On 09/ 7/10 02:57 PM, Jason Grout wrote:
On 9/7/10 5:55 AM, Dr. David Kirkby wrote:
[snip]
Do we have any guidelines on these sorts of issues?
If not, I'd propose that any changes outside the original scope of the
ticket that will take the author less than 30 minutes to address, would
be quite reasonable.
But if the changes are going to take more than 30 minutes, the reviewer
should put them on another ticket.
I'd say this completely depends on the reviewer and author. It's
perfectly within the author's prerogative to say the changes are outside
the scope of the ticket (or to more clearly define the ticket to draw
the lines), and suggest that the reviewer should create a new ticket for
the issues mentioned. I've done it many times, both on the author side
and the reviewer side.
Thank you.
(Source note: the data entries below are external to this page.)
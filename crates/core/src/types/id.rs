//! Newtype IDs for type-safe entity references.
//!
//! Use the `define_id!` macro to create type-safe ID wrappers that prevent
//! accidentally passing a raw quantity where an identifier is expected.

/// Macro to define a type-safe ID wrapper.
///
/// Creates a newtype wrapper around `i32` with:
/// - `Serialize`/`Deserialize` with `#[serde(transparent)]`
/// - `Debug`, `Clone`, `Copy`, `PartialEq`, `Eq`, `Hash`, `Display`
/// - Conversion methods: `new()`, `as_i32()`
/// - `From<i32>` and `Into<i32>` implementations
/// - `FromStr`, so ids can be parsed from command-line arguments
///
/// # Example
///
/// ```rust
/// # use rocketshoes_core::define_id;
/// define_id!(SkuId);
/// define_id!(WarehouseId);
///
/// let sku = SkuId::new(1);
/// let warehouse = WarehouseId::new(1);
///
/// // These are different types, so this won't compile:
/// // let _: SkuId = warehouse;
/// ```
#[macro_export]
macro_rules! define_id {
    ($name:ident) => {
        #[derive(
            Debug,
            Clone,
            Copy,
            PartialEq,
            Eq,
            Hash,
            ::serde::Serialize,
            ::serde::Deserialize
        )]
        #[serde(transparent)]
        pub struct $name(i32);

        impl $name {
            /// Create a new ID from an i32 value.
            #[must_use]
            pub const fn new(id: i32) -> Self {
                Self(id)
            }

            /// Get the underlying i32 value.
            #[must_use]
            pub const fn as_i32(&self) -> i32 {
                self.0
            }
        }

        impl ::core::fmt::Display for $name {
            fn fmt(&self, f: &mut ::core::fmt::Formatter<'_>) -> ::core::fmt::Result {
                write!(f, "{}", self.0)
            }
        }

        impl ::core::str::FromStr for $name {
            type Err = ::core::num::ParseIntError;

            fn from_str(s: &str) -> ::core::result::Result<Self, Self::Err> {
                s.trim().parse::<i32>().map(Self)
            }
        }

        impl From<i32> for $name {
            fn from(id: i32) -> Self {
                Self(id)
            }
        }

        impl From<$name> for i32 {
            fn from(id: $name) -> Self {
                id.0
            }
        }
    };
}

define_id!(ProductId);
//! User-facing notifications.
//!
//! Every rejected or failed cart operation ends in exactly one
//! [`Notification`]. The set of messages is closed; front ends decide how to
//! present them (toast, status line, log).

use std::fmt;
use std::sync::{Mutex, PoisonError};

/// One of the fixed messages a cart operation can report.
#[derive(Debug, Clone, Copy, PartialEq, Eq, Hash)]
pub enum Notification {
    /// Requested quantity is not available (add or update).
    StockExceeded,
    /// Adding a product failed (lookup or storage).
    AddFailed,
    /// Removing a product failed (not in cart or storage).
    RemoveFailed,
    /// Update requested a quantity of zero or less.
    InvalidQuantity,
    /// Updating a quantity failed (lookup or storage).
    UpdateFailed,
}

impl Notification {
    /// Display text for this notification.
    #[must_use]
    pub const fn message(&self) -> &'static str {
        match self {
            Self::StockExceeded => "requested quantity exceeds stock",
            Self::AddFailed => "error adding product",
            Self::RemoveFailed => "error removing product",
            Self::InvalidQuantity => "quantity cannot be less than zero",
            Self::UpdateFailed => "error updating product quantity",
        }
    }
}

impl fmt::Display for Notification {
    fn fmt(&self, f: &mut fmt::Formatter<'_>) -> fmt::Result {
        f.write_str(self.message())
    }
}

/// Sink for user-facing notifications. Fire-and-forget.
pub trait Notifier: Send + Sync {
    fn notify(&self, notification: Notification);
}

/// Emits notifications as `warn` events.
#[derive(Debug, Clone, Copy, Default)]
pub struct TracingNotifier;

impl Notifier for TracingNotifier {
    fn notify(&self, notification: Notification) {
        tracing::warn!(kind = ?notification, "{}", notification.message());
    }
}

/// Keeps every notification in memory, in the order received.
#[derive(Debug, Default)]
pub struct RecordingNotifier {
    received: Mutex<Vec<Notification>>,
}

impl RecordingNotifier {
    #[must_use]
    pub fn new() -> Self {
        Self::default()
    }

    /// Notifications received so far.
    #[must_use]
    pub fn notifications(&self) -> Vec<Notification> {
        self.received
            .lock()
            .unwrap_or_else(PoisonError::into_inner)
            .clone()
    }

    /// Most recent notification, if any.
    #[must_use]
    pub fn last(&self) -> Option<Notification> {
        self.received
            .lock()
            .unwrap_or_else(PoisonError::into_inner)
            .last()
            .copied()
    }

    /// Drain and return everything received so far.
    pub fn take(&self) -> Vec<Notification> {
        std::mem::take(&mut *self.received.lock().unwrap_or_else(PoisonError::into_inner))
    }
}

impl Notifier for RecordingNotifier {
    fn notify(&self, notification: Notification) {
        self.received
            .lock()
            .unwrap_or_else(PoisonError::into_inner)
            .push(notification);
    }
}
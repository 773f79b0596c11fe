//! Core types for Rocketshoes.
//!
//! This module provides type-safe wrappers for the cart domain.

pub mod cart;
pub mod id;
pub mod price;
pub mod product;

pub use cart::{Cart, CartItem};
pub use id::*;
pub use price::Price;
pub use product::{Product, Stock};
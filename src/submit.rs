//! Hand-off of a valid form to whatever consumes it

use log::info;

use crate::models::Submission;

/// Receives the content of a valid form.
///
/// The form calls it at most once per submit, and only when every field is
/// valid.
pub trait Submitter {
    fn submit(&mut self, submission: &Submission) -> anyhow::Result<()>;
}

/// Logs the submitted account, without its password
#[derive(Debug, Default)]
pub struct LogSubmitter;

impl LogSubmitter {
    /// The JSON line written to the log for a submission
    fn payload(submission: &Submission) -> serde_json::Result<String> {
        serde_json::to_string(submission)
    }
}

impl Submitter for LogSubmitter {
    fn submit(&mut self, submission: &Submission) -> anyhow::Result<()> {
        info!("Submitted! {}", Self::payload(submission)?);
        Ok(())
    }
}
//! Data model of the signup form

use std::fmt;

use derive_more::derive::Display;
use serde::Serialize;
use strum_macros::EnumIter;

use crate::utils::input_validation::PasswordRequirement;

/// A field of the signup form, in display order
#[derive(Debug, Clone, Copy, PartialEq, Eq, Hash, EnumIter, Display)]
pub enum Field {
    #[display("First Name")]
    Name,
    #[display("Email")]
    Email,
    #[display("Password")]
    Password,
    #[display("Confirm Password")]
    ConfirmPassword,
}

impl Field {
    /// Whether the field has a show/hide toggle
    pub fn secret(self) -> Option<SecretField> {
        match self {
            Field::Password => Some(SecretField::Password),
            Field::ConfirmPassword => Some(SecretField::ConfirmPassword),
            Field::Name | Field::Email => None,
        }
    }
}

/// A field whose content is hidden unless the user asks to show it
#[derive(Debug, Clone, Copy, PartialEq, Eq, Hash, EnumIter, Display)]
pub enum SecretField {
    #[display("Password")]
    Password,
    #[display("Confirm Password")]
    ConfirmPassword,
}

impl From<SecretField> for Field {
    fn from(secret: SecretField) -> Self {
        match secret {
            SecretField::Password => Field::Password,
            SecretField::ConfirmPassword => Field::ConfirmPassword,
        }
    }
}

/// A message shown under a field
#[derive(Debug, Clone, Copy, PartialEq, Eq, Hash, Display)]
pub enum Advisory {
    #[display("Name must not be empty")]
    NameEmpty,
    #[display("Enter a valid email")]
    EmailInvalid,
    #[display("Enter a valid password")]
    PasswordInvalid,
    #[display("{_0}")]
    PasswordRequirement(PasswordRequirement),
    #[display("Confirmed password does not match")]
    ConfirmMismatch,
}

/// What gets handed over when a valid form is submitted.
/// The password never shows in its serialized form.
#[derive(Clone, PartialEq, Eq, Serialize)]
pub struct Submission {
    pub name: String,
    pub email: String,
    #[serde(skip_serializing)]
    pub password: String,
}

impl fmt::Debug for Submission {
    fn fmt(&self, f: &mut fmt::Formatter<'_>) -> fmt::Result {
        f.debug_struct("Submission")
            .field("name", &self.name)
            .field("email", &self.email)
            .field("password", &"********")
            .finish()
    }
}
What you said there makes a lot of sense to me.
I decided to create two tickets to update Cliquer.
* http://trac.sagemath.org/sage_trac/ticket/9871 to update the source code to
the latest upstream release, and solve build issues on some platforms.
* http://trac.sagemath.org/sage_trac/ticket/9870 to generally clean the
package up.
Hopefully the more important #9871, which is actually stopping 64-bit Solaris
builds, won't get bogged down in minute details, like has happened with iconv on
#9603.
This is a problem faced throughout software engineering, of course. I
think of the many times in my CS degree where we talked about the
necessity of drawing up specs (i.e., tickets) and sticking with them,
and I think also of many times we'd meet with clients when I was a
programmer where the issue of creeping featureism and expanding scope
were addressed and curtailed.
Yes, this is the problem.
In those cases, we could charge more to
keep this down. Of course, we don't do that in Sage, so we just have to
(amicably, hopefully!) draw the line.
Yes, charging more will keep the creeping featureism requests down.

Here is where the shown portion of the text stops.